Pondering the post-Valentine blues, here is a view of two opposite sides of culture that would have very difficult time cohabiting, so to speak. In Pakistan a mob of enraged men (there seem a lot of them in that part of the world) stormed a police station, beating and shooting to death a young couple. The leaders of this mob were members of the female side of the couple, led by her own father, and as the article relates, the 18 year old woman was shot multiple times by her own brother with an AK-47. No one seems to known how many times. Their, or rather, her ‘crime’? She was trying to escape an ‘arranged’ marriage, desiring to marry, and get this, someone she actually loved. I suppose the honour-killing murderous lynch mob thought she would learn to love the man foisted upon her, but she, and likely rightly, thought otherwise.
Ah, Islam, what is thy true nature? Can so-called ‘moderate’ Islam ever succeed against such irrational hordes, when the very religion itself has historically disdained reason, reyling upon the oft-irrational ‘will of Allah’? And here we are in Canada, about to vote on a motion condemning the ill-defined and irrational concept of ‘Islamophobia’, which might include any criticism of such quaint notions as coerced marriage. See my article of yesterday.
On the other side of the marital spectrum from the recently deceased couple (requiescant in pace), we have the apparently-ever-youthful Scarlett Johanssen, a scandalous woman in any objective sense of that term, a veritable coquette who, after her second divorce, has now declared herself done, over, finished with mongamy. Oh, she still gives it admiration, but from afar, but that’s now as far as it goes. Here is the romantic wisdom of the world-weary Johanssen:
“Well, with every gain there’s a loss, right? So that’s a loss. You have to choose a path,” she said. “I think the idea of marriage is very romantic; it’s a beautiful idea, and the practice of it can be a very beautiful thing. I don’t think it’s natural to be a monogamous person. I might be skewered for that, but I think it’s work. It’s a lot of work.
“And the fact that it is such work for so many people — for everyone — the fact of that proves that it is not a natural thing. It’s something I have a lot of respect for and have participated in, but I think it definitely goes against some instinct to look beyond.”
“Being married is different than not being married, and anybody who tells you that it’s the same is lying. It changes things,” she continued. “I have friends who were together for 10 years and then decided to get married, and I’ll ask them on their wedding day or right after if it’s different, and it always is. It is.”

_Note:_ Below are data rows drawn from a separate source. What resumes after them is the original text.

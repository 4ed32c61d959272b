//! Request/response DTOs and handlers for the five entry points named in
//! §4.8 of the specification, plus the teacher's own `/health`.

use axum::extract::State;
use axum::http::{HeaderMap, StatusCode};
use axum::response::IntoResponse;
use axum::Json;
use base64::engine::general_purpose::STANDARD;
use base64::Engine;
use semver::Version;
use serde::{Deserialize, Serialize};
use uuid::Uuid;

use crate::api::router::AppState;
use crate::artifact::Artifact;
use crate::error::{AfasError, Result};
use crate::firmware::models::{FirmwareFilter, OriginalFirmwareRecord};
use crate::host::models::HostInfo;
use crate::report::{AnalyzeResult, JobId, ReportFilter};

pub async fn health_handler() -> impl IntoResponse {
    StatusCode::OK
}

/// Request header carrying the transport-authenticated hostname, the HTTP
/// analogue of the original's TLS client-identity extraction (see
/// `SPEC_FULL.md` Open Questions). Off by default: only consulted when a
/// front-end proxy sets it, and only honored when the caller also asserts
/// `host_info.is_client_host_analyzed`.
const TRUSTED_HOSTNAME_HEADER: &str = "x-trusted-hostname";

#[derive(Deserialize)]
pub struct AnalyzeRequest {
    #[serde(default)]
    pub host_info: Option<HostInfo>,
    #[serde(default)]
    pub artifacts: Vec<Artifact>,
    #[serde(default)]
    pub analyzers: Vec<String>,
}

pub async fn analyze_handler(
    State(state): State<AppState>,
    headers: HeaderMap,
    Json(request): Json<AnalyzeRequest>,
) -> Result<Json<AnalyzeResult>> {
    let trusted_hostname = headers
        .get(TRUSTED_HOSTNAME_HEADER)
        .and_then(|v| v.to_str().ok());

    let result = state
        .controller
        .analyze(
            request.host_info,
            trusted_hostname,
            request.artifacts,
            request.analyzers,
        )
        .await?;
    Ok(Json(result))
}

#[derive(Deserialize)]
pub struct SearchFirmwareRequest {
    #[serde(default)]
    pub model_id: Option<i64>,
    #[serde(default)]
    pub version: Option<Version>,
    #[serde(default)]
    pub fetch_content: bool,
}

#[derive(Serialize)]
pub struct FirmwareMatch {
    #[serde(flatten)]
    pub record: OriginalFirmwareRecord,
    pub blob_base64: Option<String>,
}

pub async fn search_firmware_handler(
    State(state): State<AppState>,
    Json(request): Json<SearchFirmwareRequest>,
) -> Result<Json<Vec<FirmwareMatch>>> {
    let filter = FirmwareFilter {
        model_id: request.model_id,
        version: request.version,
    };
    let matches = state
        .controller
        .search_firmware(&filter, request.fetch_content)
        .await?;
    let out = matches
        .into_iter()
        .map(|(record, blob)| FirmwareMatch {
            record,
            blob_base64: blob.map(|b| STANDARD.encode(b)),
        })
        .collect();
    Ok(Json(out))
}

#[derive(Deserialize)]
pub struct SearchReportRequest {
    #[serde(default)]
    pub job_id: Option<Uuid>,
    #[serde(default)]
    pub asset_id: Option<i64>,
    #[serde(default = "default_report_limit")]
    pub limit: usize,
}

fn default_report_limit() -> usize {
    20
}

pub async fn search_report_handler(
    State(state): State<AppState>,
    Json(request): Json<SearchReportRequest>,
) -> Result<Json<Vec<AnalyzeResult>>> {
    let filter = ReportFilter {
        job_id: request.job_id.map(JobId),
        asset_id: request.asset_id,
    };
    let results = state.controller.search_report(&filter, request.limit).await?;
    Ok(Json(results))
}

#[derive(Deserialize)]
pub struct ReportHostConfigurationRequest {
    #[serde(default)]
    pub measurements_base64: Vec<String>,
}

#[derive(Serialize)]
pub struct Pcr0Response {
    pub pcr0_sha1_hex: String,
    pub pcr0_sha256_hex: String,
}

pub async fn report_host_configuration_handler(
    State(state): State<AppState>,
    Json(request): Json<ReportHostConfigurationRequest>,
) -> Result<Json<Pcr0Response>> {
    let measurements = request
        .measurements_base64
        .iter()
        .map(|m| {
            STANDARD
                .decode(m)
                .map_err(|e| AfasError::InvalidArgument(format!("invalid base64 measurement: {e}")))
        })
        .collect::<Result<Vec<Vec<u8>>>>()?;

    let digests = state
        .controller
        .report_host_configuration(&measurements)
        .await?;

    Ok(Json(Pcr0Response {
        pcr0_sha1_hex: hex_encode(&digests.sha1),
        pcr0_sha256_hex: hex_encode(&digests.sha256),
    }))
}

#[derive(Deserialize)]
pub struct CheckFirmwareVersionRequest {
    pub model_id: i64,
    pub versions: Vec<String>,
}

#[derive(Serialize)]
pub struct VersionExistence {
    pub version: String,
    pub exists: bool,
}

pub async fn check_firmware_version_handler(
    State(state): State<AppState>,
    Json(request): Json<CheckFirmwareVersionRequest>,
) -> Result<Json<Vec<VersionExistence>>> {
    let versions = request
        .versions
        .iter()
        .map(|v| {
            Version::parse(v)
                .map_err(|e| AfasError::InvalidArgument(format!("invalid version '{v}': {e}")))
        })
        .collect::<Result<Vec<Version>>>()?;

    let results = state
        .controller
        .check_firmware_version(request.model_id, &versions)
        .await?;

    Ok(Json(
        results
            .into_iter()
            .map(|(version, exists)| VersionExistence {
                version: version.to_string(),
                exists,
            })
            .collect(),
    ))
}

fn hex_encode(bytes: &[u8]) -> String {
    let mut s = String::with_capacity(bytes.len() * 2);
    for byte in bytes {
        s.push_str(&format!("{byte:02x}"));
    }
    s
}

Ah well. So let me get this straight: Monogamy and marriage are work, they involve sacrifice, therefore, they are not natural. Hmm. That would disqualify almost all professors, athletes, inventors, musicians, authors, mothers and fathers who have raised children through the ages against incredible odds, and, yes, even some actors, at least those who work at their craft.

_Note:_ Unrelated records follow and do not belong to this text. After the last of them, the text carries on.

//! Async lifecycle harness (C9). `launch_async` is the only way background
//! work gets spawned on the controller; `close` waits for every such task
//! to finish before returning.
//!
//! The increment-before-cancellation-check ordering is load-bearing: if the
//! check ran first, a task could observe "not yet cancelled", then `close`
//! could observe a zero pending-count and return, racing the task's spawn.

use std::future::Future;
use std::sync::atomic::{AtomicUsize, Ordering};
use std::sync::Arc;

use tokio::sync::Notify;
use tokio_util::sync::CancellationToken;

use crate::error::{AfasError, Result};

pub struct Lifecycle {
    cancel: CancellationToken,
    pending: Arc<AtomicUsize>,
    idle: Arc<Notify>,
}

/// Decrements the pending-task counter on drop, including on panic, and
/// wakes `close` if it brought the count to zero.
struct PendingGuard {
    pending: Arc<AtomicUsize>,
    idle: Arc<Notify>,
}

impl Drop for PendingGuard {
    fn drop(&mut self) {
        if self.pending.fetch_sub(1, Ordering::AcqRel) == 1 {
            self.idle.notify_waiters();
        }
    }
}

impl Lifecycle {
    pub fn new() -> Self {
        Self {
            cancel: CancellationToken::new(),
            pending: Arc::new(AtomicUsize::new(0)),
            idle: Arc::new(Notify::new()),
        }
    }

    pub fn cancellation_token(&self) -> CancellationToken {
        self.cancel.clone()
    }

    pub fn is_cancelled(&self) -> bool {
        self.cancel.is_cancelled()
    }

    /// Spawns `task` as a background tokio task, tracked so `close` can
    /// wait for it. Returns `Cancelled` without spawning if `close` has
    /// already begun.
    pub fn launch_async<F, Fut>(&self, task: F) -> Result<()>
    where
        F: FnOnce(CancellationToken) -> Fut + Send + 'static,
        Fut: Future<Output = ()> + Send + 'static,
    {
        self.pending.fetch_add(1, Ordering::AcqRel);

        if self.cancel.is_cancelled() {
            // Mirror the decrement a normal task completion would perform;
            // no task was actually spawned.
            if self.pending.fetch_sub(1, Ordering::AcqRel) == 1 {
                self.idle.notify_waiters();
            }
            return Err(AfasError::Cancelled);
        }

        let guard = PendingGuard {
            pending: Arc::clone(&self.pending),
            idle: Arc::clone(&self.idle),
        };
        let token = self.cancel.clone();

        tokio::spawn(async move {
            let _guard = guard;
            task(token).await;
        });

        Ok(())
    }

    /// Cancels the shared token and waits for every task launched via
    /// `launch_async` to finish. Idempotent: a second call observes zero
    /// pending tasks immediately.
    pub async fn close(&self) {
        self.cancel.cancel();
        loop {
            // Register interest in the next notification *before* checking
            // the counter: if we checked first, a task could drop its guard
            // and call `notify_waiters` in the gap between the check and
            // the `notified()` registration, and that wakeup would be lost
            // forever since `notify_waiters` only wakes already-registered
            // waiters.
            let notified = self.idle.notified();
            tokio::pin!(notified);
            notified.as_mut().enable();

            if self.pending.load(Ordering::Acquire) == 0 {
                break;
            }

            notified.await;
        }
    }
}

impl Default for Lifecycle {
    fn default() -> Self {
        Self::new()
    }
}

And marriage being different? Well, of course it is, for it implies fidelity, indissolubilty and an openness to children, providing an environment for them to grown and flourish. I wonder, pace her own words, if Ms. Johanssen has ever really been ‘married’, for has she ever really intended life-long fidelity and indissolubility?
The thing is, Scarlett, even though you won the genetic lottery, so to speak, and, for some reason I personally find difficult to discern, people value your acting, with most of your millions made off the ridiculous Marvel character of the Black Widow, but even though rich and beautiful, your time will run out. You are lready 32, still young in today’s terms, but eventually even your Swedish allure will turn to wrinkles and puffiness. The ravages of time and entropy come to us all, regardless of how much we may hold it back with exercise, kale and medicine.
Then what? We all have to face what we have done with our lives, all the effects of our words and actions, and the last thing we need in this world is more disdain for romance, monogamy, forever-love, marriage, children, and all the joys and sacrifices thereof. Self-absorption is no way to happiness, nor to societal cohesion and continuity.
For whosoever will save his life shall lose it: and whosoever will lose his life for my sake shall find it.